The great majority of umbrellas seen in paintings simply tell the viewer that it’s raining.

It might not be immediately obvious whether the umbrellas in Louis-Léopold Boilly’s Pay to Pass, from about 1803, are intended to provide shelter from rain or sun. However, the family shown are just about to pay the man at the far left, so they can walk across the muddy street on the comfort of the wooden plank on which they’re standing. This spares them and their clothing a coating of mud from the street, and seems to have been common practice at the time.

Umbrellas grew steadily in popularity in Paris, and the painting below, Paris Street, Rainy Day from 1877, is probably the first masterpiece to show them in such widespread use. Gustave Caillebotte’s study for that finished work below has survived and is shown above.
As the rain continues to fall, all the larger figures in the painting are shown holding umbrellas, most of which are regulation black.

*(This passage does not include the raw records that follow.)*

//! ha-bridge HTTP server binary.
//!
//! Loads the policy, probes the hub once and serves the tool registry over
//! HTTP.
//!
//! # Environment Variables
//!
//! - `PORT` - HTTP port (default: 8787)
//! - `HA_BRIDGE_CONFIG` - Path to a JSON/YAML config file. When unset the
//!   `HA_*` variables below are used instead.
//! - `HA_URL`, `HA_TOKEN` - Hub base URL and long-lived access token
//! - `HA_ALLOWED_DOMAINS` - Comma-separated domain allow-list
//! - `HA_READ_ONLY` - Block every write tool when `true`
//! - `HA_TIMEOUT_MS`, `HA_HISTORY_WINDOW_HOURS`
//! - `RUST_LOG` - Tracing filter (default: "info")
//!
//! # Usage
//!
//! ```bash
//! HA_URL=http://homeassistant.local:8123 HA_TOKEN=... cargo run --bin ha-bridge-server
//! ```

use std::sync::Arc;

use anyhow::Context;
use ha_bridge::client::{HubApi, HubClient};
use ha_bridge::config::{config_from_env, load_config_file, PolicyConfig};
use ha_bridge::server::{app_router, AppState};
use ha_bridge::tools::ToolRegistry;

fn load_config() -> ha_bridge::Result<PolicyConfig> {
    match std::env::var("HA_BRIDGE_CONFIG") {
        Ok(path) if !path.trim().is_empty() => load_config_file(path.trim()),
        _ => config_from_env(),
    }
}

#[tokio::main]
async fn main() -> anyhow::Result<()> {
    tracing_subscriber::fmt()
        .with_env_filter(
            tracing_subscriber::EnvFilter::try_from_default_env()
                .unwrap_or_else(|_| "info,ha_bridge=debug".into()),
        )
        .init();

    let config = load_config().context("Failed to load bridge configuration")?;
    tracing::info!(
        url = %config.url,
        read_only = config.read_only,
        allowed_domains = ?config.allowed_domains,
        "Policy loaded"
    );

    let client = Arc::new(HubClient::new(&config).context("Failed to build HTTP client")?);
    match client.check_connection().await {
        Ok(_) => tracing::info!("Connected to Home Assistant at {}", config.url),
        Err(e) => tracing::warn!("Home Assistant not reachable yet ({}): {}", e.kind(), e),
    }

    let registry = ToolRegistry::new(config, client);
    let app = app_router(AppState::new(registry));

    let port = std::env::var("PORT").unwrap_or_else(|_| "8787".to_string());
    let bind_addr = format!("0.0.0.0:{}", port);

    tracing::info!("ha-bridge server starting on {}", bind_addr);
    tracing::info!("Endpoints:");
    tracing::info!("  GET  /health       - liveness probe");
    tracing::info!("  GET  /tools        - operation catalogue");
    tracing::info!("  POST /tools/{{name}} - invoke an operation");

    let listener = tokio::net::TcpListener::bind(&bind_addr)
        .await
        .with_context(|| format!("Failed to bind {}", bind_addr))?;

    axum::serve(listener, app).await.context("Server failed")?;
    Ok(())
}
//! Input coercion shared by every operation.
//!
//! Operation input is a loose JSON object. These helpers pull typed values
//! out of it and produce the caller-facing validation messages.

use serde_json::{Map, Number, Value};

use crate::config::PolicyConfig;
use crate::error::{BridgeError, Result};
use crate::guards::{assert_entity_allowed, EntityRef};

/// Largest integer an f64 represents exactly.
const MAX_SAFE_INTEGER: f64 = 9_007_199_254_740_991.0;

/// Trimmed, non-empty scalar. Numbers are accepted and stringified.
pub fn required_string(input: &Value, field: &str) -> Result<String> {
    let text = match input.get(field) {
        Some(Value::String(s)) => s.trim().to_string(),
        Some(Value::Number(n)) => n.to_string(),
        _ => String::new(),
    };
    if text.is_empty() {
        return Err(BridgeError::validation(format!("{} is required", field)));
    }
    Ok(text)
}

/// Trimmed string field. Absent, null or blank is `None`; any other type is
/// rejected rather than ignored.
pub fn optional_string(input: &Value, field: &str) -> Result<Option<String>> {
    match input.get(field) {
        None | Some(Value::Null) => Ok(None),
        Some(Value::String(s)) => {
            let trimmed = s.trim();
            Ok((!trimmed.is_empty()).then(|| trimmed.to_string()))
        }
        Some(_) => Err(BridgeError::validation(format!(
            "{} must be a string",
            field
        ))),
    }
}

/// Whether the caller supplied `field` at all (null counts as absent).
pub fn is_present(input: &Value, field: &str) -> bool {
    !matches!(input.get(field), None | Some(Value::Null))
}

/// Coerce a JSON number or numeric string to a finite `f64`.
pub fn to_number(value: Option<&Value>, field: &str) -> Result<f64> {
    let parsed = match value {
        Some(Value::Number(n)) => n.as_f64(),
        Some(Value::String(s)) => s.trim().parse::<f64>().ok(),
        _ => None,
    };
    match parsed {
        Some(n) if n.is_finite() => Ok(n),
        _ => Err(BridgeError::validation(format!(
            "{} must be a valid number",
            field
        ))),
    }
}

/// [`to_number`] on `input[field]`.
pub fn number_field(input: &Value, field: &str) -> Result<f64> {
    to_number(input.get(field), field)
}

/// Inclusive range check.
pub fn bounded(value: f64, min: f64, max: f64, message: &str) -> Result<f64> {
    if value < min || value > max {
        return Err(BridgeError::validation(message));
    }
    Ok(value)
}

/// JSON form of a validated number: integral values become JSON integers.
pub fn number_value(n: f64) -> Value {
    if n.fract() == 0.0 && n.abs() <= MAX_SAFE_INTEGER {
        Value::from(n as i64)
    } else {
        Number::from_f64(n).map(Value::Number).unwrap_or(Value::Null)
    }
}

/// Optional JSON object field. Absent or null is `None`.
pub fn optional_object(input: &Value, field: &str) -> Result<Option<Map<String, Value>>> {
    match input.get(field) {
        None | Some(Value::Null) => Ok(None),
        Some(Value::Object(map)) => Ok(Some(map.clone())),
        Some(_) => Err(BridgeError::validation(format!(
            "{} must be an object",
            field
        ))),
    }
}

/// Loose truthiness used for boolean flags.
pub fn truthy(value: &Value) -> bool {
    match value {
        Value::Null => false,
        Value::Bool(b) => *b,
        Value::Number(n) => n.as_f64().map(|f| f != 0.0 && !f.is_nan()).unwrap_or(false),
        Value::String(s) => !s.is_empty(),
        Value::Array(_) | Value::Object(_) => true,
    }
}

/// Required `entity_id` that passes the allow-list and belongs to `domain`.
pub fn domain_entity(config: &PolicyConfig, input: &Value, domain: &str) -> Result<EntityRef> {
    let raw = required_string(input, "entity_id")?;
    let entity = assert_entity_allowed(config, &raw)?;
    if entity.domain != domain {
        return Err(BridgeError::validation(format!(
            "entity_id must be in {} domain",
            domain
        )));
    }
    Ok(entity)
}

Realist artists like Jean Béraud painted street scenes in the French capital, in his case forming a Paris chronicle. Out in the provinces, painters like Nicolas Sicard were doing the same. Sicard’s Entrance to the Guillotière Bridge in Lyon (1879) captures the scene at rush hour on a wet day, as many are rushing around under the canopies of their umbrellas. Note how even the cab drivers are sheltering under umbrellas: those operating open cabs normally provided them for their passengers too.

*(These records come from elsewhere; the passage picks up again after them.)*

//! Hub data shapes the bridge needs to look inside.
//!
//! Only fields the registry filters or projects on are typed; everything
//! else is carried through untouched in `extra`.

use serde::{Deserialize, Serialize};
use serde_json::{Map, Value};

/// One entry of `GET /api/states`.
#[derive(Debug, Clone, PartialEq, Serialize, Deserialize)]
pub struct EntityState {
    pub entity_id: String,
    pub state: String,
    #[serde(default)]
    pub attributes: Map<String, Value>,
    /// `last_changed`, `last_updated`, `context`, ...
    #[serde(flatten)]
    pub extra: Map<String, Value>,
}

impl EntityState {
    /// Lowercased domain prefix of the entity id, if it has one.
    pub fn domain(&self) -> Option<String> {
        self.entity_id
            .split_once('.')
            .map(|(domain, _)| domain.to_lowercase())
            .filter(|d| !d.is_empty())
    }

    /// String attribute lookup.
    pub fn attribute_str(&self, key: &str) -> Option<&str> {
        self.attributes.get(key).and_then(Value::as_str)
    }

    pub fn friendly_name(&self) -> Option<&str> {
        self.attribute_str("friendly_name")
    }
}

/// One entry of `GET /api/services`.
#[derive(Debug, Clone, PartialEq, Serialize, Deserialize)]
pub struct ServiceDomain {
    pub domain: String,
    #[serde(default)]
    pub services: Map<String, Value>,
    #[serde(flatten)]
    pub extra: Map<String, Value>,
}

/// A `{domain, service, payload}` triple handed to the executor as
/// `POST /api/services/{domain}/{service}`.
#[derive(Debug, Clone, PartialEq)]
pub struct ServiceInvocation {
    pub domain: String,
    pub service: String,
    pub payload: Map<String, Value>,
}

impl ServiceInvocation {
    pub fn new(domain: impl Into<String>, service: impl Into<String>) -> Self {
        Self {
            domain: domain.into(),
            service: service.into(),
            payload: Map::new(),
        }
    }

    /// Builder: replace the payload.
    pub fn with_payload(mut self, payload: Map<String, Value>) -> Self {
        self.payload = payload;
        self
    }

    /// Builder: set one payload field.
    pub fn with_field(mut self, key: impl Into<String>, value: Value) -> Self {
        self.payload.insert(key.into(), value);
        self
    }
}

#[cfg(test)]
mod tests {
    use super::*;
    use serde_json::json;

    #[test]
    fn test_entity_state_preserves_unknown_fields() {
        let raw = json!({
            "entity_id": "light.kitchen",
            "state": "on",
            "attributes": {"friendly_name": "Kitchen Light", "brightness": 255},
            "last_changed": "2026-02-26T10:00:00+00:00",
            "context": {"id": "abc"}
        });
        let state: EntityState = serde_json::from_value(raw.clone()).unwrap();
        assert_eq!(state.domain().as_deref(), Some("light"));
        assert_eq!(state.friendly_name(), Some("Kitchen Light"));
        assert_eq!(serde_json::to_value(&state).unwrap(), raw);
    }

    #[test]
    fn test_entity_state_defaults_attributes() {
        let state: EntityState =
            serde_json::from_value(json!({"entity_id": "sensor.x", "state": "1"})).unwrap();
        assert!(state.attributes.is_empty());
        assert_eq!(state.friendly_name(), None);
    }

    #[test]
    fn test_service_invocation_builder() {
        let inv = ServiceInvocation::new("light", "turn_on")
            .with_field("entity_id", json!("light.kitchen"))
            .with_field("brightness", json!(128));
        assert_eq!(inv.payload.len(), 2);
        assert_eq!(inv.payload["brightness"], json!(128));
    }
}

Just before the Norwegian Naturalist Christian Krohg went to Grez-sur-Loing in France, he seems to have visited Normandy, where he painted this view of a Village Street in Normandy (1882). Its curved recession of umbrellas with disembodied legs is striking.

Jules Bastien-Lepage’s brilliant protégé, the tragically short-lived Marie Bashkirtseff, featured an umbrella in this, one of her best portraits, The Umbrella (1883). This girl’s tenacious stare at the viewer quickly becomes quite unnerving, an effect enhanced by the severe black background of the umbrella that she carries.

Pierre-Auguste Renoir’s The Umbrellas from about 1881-86 is packed not only with people, but also their umbrellas. In parts they are so crushed together that the taller pedestrians are raising them high, to avoid bumping into others. Together they form a dark blue-grey band between the people below and the grey sky above.

My final painting of umbrellas used to shelter from rain is one of Nikolai Astrup’s early works, Farmstead in Jølster (1902). Two women, sheltering from the rain under their black umbrellas, are walking up a muddy path threading its way through the wooden farm buildings, guiding a young girl.